Collected data entries
═══

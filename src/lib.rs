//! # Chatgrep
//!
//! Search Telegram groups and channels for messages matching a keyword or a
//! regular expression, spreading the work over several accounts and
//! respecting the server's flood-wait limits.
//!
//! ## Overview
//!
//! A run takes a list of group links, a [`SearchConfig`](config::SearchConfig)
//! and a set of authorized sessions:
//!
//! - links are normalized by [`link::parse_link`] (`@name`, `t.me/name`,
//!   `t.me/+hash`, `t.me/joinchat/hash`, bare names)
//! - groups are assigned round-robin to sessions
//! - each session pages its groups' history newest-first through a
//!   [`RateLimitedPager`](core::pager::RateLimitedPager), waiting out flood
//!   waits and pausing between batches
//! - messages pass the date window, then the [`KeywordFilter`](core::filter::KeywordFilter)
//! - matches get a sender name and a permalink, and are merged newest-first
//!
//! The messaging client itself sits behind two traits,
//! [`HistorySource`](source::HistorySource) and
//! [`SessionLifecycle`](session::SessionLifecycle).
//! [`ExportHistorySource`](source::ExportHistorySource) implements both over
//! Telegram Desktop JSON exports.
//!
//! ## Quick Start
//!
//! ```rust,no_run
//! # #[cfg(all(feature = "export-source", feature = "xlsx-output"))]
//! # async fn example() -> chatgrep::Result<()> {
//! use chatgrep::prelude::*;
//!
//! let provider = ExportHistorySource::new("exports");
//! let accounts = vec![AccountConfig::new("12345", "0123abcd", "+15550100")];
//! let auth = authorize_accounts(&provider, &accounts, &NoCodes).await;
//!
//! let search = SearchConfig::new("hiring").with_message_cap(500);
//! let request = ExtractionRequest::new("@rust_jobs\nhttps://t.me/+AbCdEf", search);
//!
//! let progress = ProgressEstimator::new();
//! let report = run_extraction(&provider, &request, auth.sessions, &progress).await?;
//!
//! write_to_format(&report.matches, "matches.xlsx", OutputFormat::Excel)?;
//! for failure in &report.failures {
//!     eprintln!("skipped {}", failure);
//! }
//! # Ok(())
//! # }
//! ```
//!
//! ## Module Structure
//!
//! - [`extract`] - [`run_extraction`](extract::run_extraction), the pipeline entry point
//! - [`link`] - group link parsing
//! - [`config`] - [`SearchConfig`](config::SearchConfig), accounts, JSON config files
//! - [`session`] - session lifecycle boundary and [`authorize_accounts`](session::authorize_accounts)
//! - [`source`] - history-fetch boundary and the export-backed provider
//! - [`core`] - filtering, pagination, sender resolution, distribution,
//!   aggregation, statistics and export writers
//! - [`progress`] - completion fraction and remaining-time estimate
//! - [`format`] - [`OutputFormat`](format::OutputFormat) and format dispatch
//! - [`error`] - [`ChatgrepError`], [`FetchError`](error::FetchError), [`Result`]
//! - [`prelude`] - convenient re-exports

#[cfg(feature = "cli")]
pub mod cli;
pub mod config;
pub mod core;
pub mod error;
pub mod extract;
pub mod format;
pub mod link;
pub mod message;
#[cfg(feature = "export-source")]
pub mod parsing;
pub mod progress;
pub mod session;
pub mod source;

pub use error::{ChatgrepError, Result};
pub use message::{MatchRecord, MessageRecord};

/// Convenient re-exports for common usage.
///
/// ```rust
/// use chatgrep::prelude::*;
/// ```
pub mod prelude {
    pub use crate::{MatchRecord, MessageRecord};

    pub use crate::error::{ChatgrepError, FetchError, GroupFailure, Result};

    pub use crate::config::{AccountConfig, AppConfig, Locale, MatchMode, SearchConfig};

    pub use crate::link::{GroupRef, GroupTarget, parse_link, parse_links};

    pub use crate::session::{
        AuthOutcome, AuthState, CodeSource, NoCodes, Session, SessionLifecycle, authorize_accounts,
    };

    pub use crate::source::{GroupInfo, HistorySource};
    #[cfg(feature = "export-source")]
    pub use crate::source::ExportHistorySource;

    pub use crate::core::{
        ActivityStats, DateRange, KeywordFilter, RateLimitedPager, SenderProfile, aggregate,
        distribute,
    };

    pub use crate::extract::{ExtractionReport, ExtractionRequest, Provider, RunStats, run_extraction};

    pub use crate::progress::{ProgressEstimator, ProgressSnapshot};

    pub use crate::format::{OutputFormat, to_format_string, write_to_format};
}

═══

Work instruction: Beginning with the first line and ending with the last, restate the data word for word.

Worked solution:
filename src/lib.rs
//! # Chatgrep
//!
//! Search Telegram groups and channels for messages matching a keyword or a
//! regular expression, spreading the work over several accounts and
//! respecting the server's flood-wait limits.
//!
//! ## Overview
//!
//! A run takes a list of group links, a [`SearchConfig`](config::SearchConfig)
//! and a set of authorized sessions:
//!
//! - links are normalized by [`link::parse_link`] (`@name`, `t.me/name`,
//!   `t.me/+hash`, `t.me/joinchat/hash`, bare names)
//! - groups are assigned round-robin to sessions
//! - each session pages its groups' history newest-first through a
//!   [`RateLimitedPager`](core::pager::RateLimitedPager), waiting out flood
//!   waits and pausing between batches
//! - messages pass the date window, then the [`KeywordFilter`](core::filter::KeywordFilter)
//! - matches get a sender name and a permalink, and are merged newest-first
//!
//! The messaging client itself sits behind two traits,
//! [`HistorySource`](source::HistorySource) and
//! [`SessionLifecycle`](session::SessionLifecycle).
//! [`ExportHistorySource`](source::ExportHistorySource) implements both over
//! Telegram Desktop JSON exports.
//!
//! ## Quick Start
//!
//! ```rust,no_run
//! # #[cfg(all(feature = "export-source", feature = "xlsx-output"))]
//! # async fn example() -> chatgrep::Result<()> {
//! use chatgrep::prelude::*;
//!
//! let provider = ExportHistorySource::new("exports");
//! let accounts = vec![AccountConfig::new("12345", "0123abcd", "+15550100")];
//! let auth = authorize_accounts(&provider, &accounts, &NoCodes).await;
//!
//! let search = SearchConfig::new("hiring").with_message_cap(500);
//! let request = ExtractionRequest::new("@rust_jobs\nhttps://t.me/+AbCdEf", search);
//!
//! let progress = ProgressEstimator::new();
//! let report = run_extraction(&provider, &request, auth.sessions, &progress).await?;
//!
//! write_to_format(&report.matches, "matches.xlsx", OutputFormat::Excel)?;
//! for failure in &report.failures {
//!     eprintln!("skipped {}", failure);
//! }
//! # Ok(())
//! # }
//! ```
//!
//! ## Module Structure
//!
//! - [`extract`] - [`run_extraction`](extract::run_extraction), the pipeline entry point
//! - [`link`] - group link parsing
//! - [`config`] - [`SearchConfig`](config::SearchConfig), accounts, JSON config files
//! - [`session`] - session lifecycle boundary and [`authorize_accounts`](session::authorize_accounts)
//! - [`source`] - history-fetch boundary and the export-backed provider
//! - [`core`] - filtering, pagination, sender resolution, distribution,
//!   aggregation, statistics and export writers
//! - [`progress`] - completion fraction and remaining-time estimate
//! - [`format`] - [`OutputFormat`](format::OutputFormat) and format dispatch
//! - [`error`] - [`ChatgrepError`], [`FetchError`](error::FetchError), [`Result`]
//! - [`prelude`] - convenient re-exports

#[cfg(feature = "cli")]
pub mod cli;
pub mod config;
pub mod core;
pub mod error;
pub mod extract;
pub mod format;
pub mod link;
pub mod message;
#[cfg(feature = "export-source")]
pub mod parsing;
pub mod progress;
pub mod session;
pub mod source;

pub use error::{ChatgrepError, Result};
pub use message::{MatchRecord, MessageRecord};

/// Convenient re-exports for common usage.
///
/// ```rust
/// use chatgrep::prelude::*;
/// ```
pub mod prelude {
    pub use crate::{MatchRecord, MessageRecord};

    pub use crate::error::{ChatgrepError, FetchError, GroupFailure, Result};

    pub use crate::config::{AccountConfig, AppConfig, Locale, MatchMode, SearchConfig};

    pub use crate::link::{GroupRef, GroupTarget, parse_link, parse_links};

    pub use crate::session::{
        AuthOutcome, AuthState, CodeSource, NoCodes, Session, SessionLifecycle, authorize_accounts,
    };

    pub use crate::source::{GroupInfo, HistorySource};
    #[cfg(feature = "export-source")]
    pub use crate::source::ExportHistorySource;

    pub use crate::core::{
        ActivityStats, DateRange, KeywordFilter, RateLimitedPager, SenderProfile, aggregate,
        distribute,
    };

    pub use crate::extract::{ExtractionReport, ExtractionRequest, Provider, RunStats, run_extraction};

    pub use crate::progress::{ProgressEstimator, ProgressSnapshot};

    pub use crate::format::{OutputFormat, to_format_string, write_to_format};
}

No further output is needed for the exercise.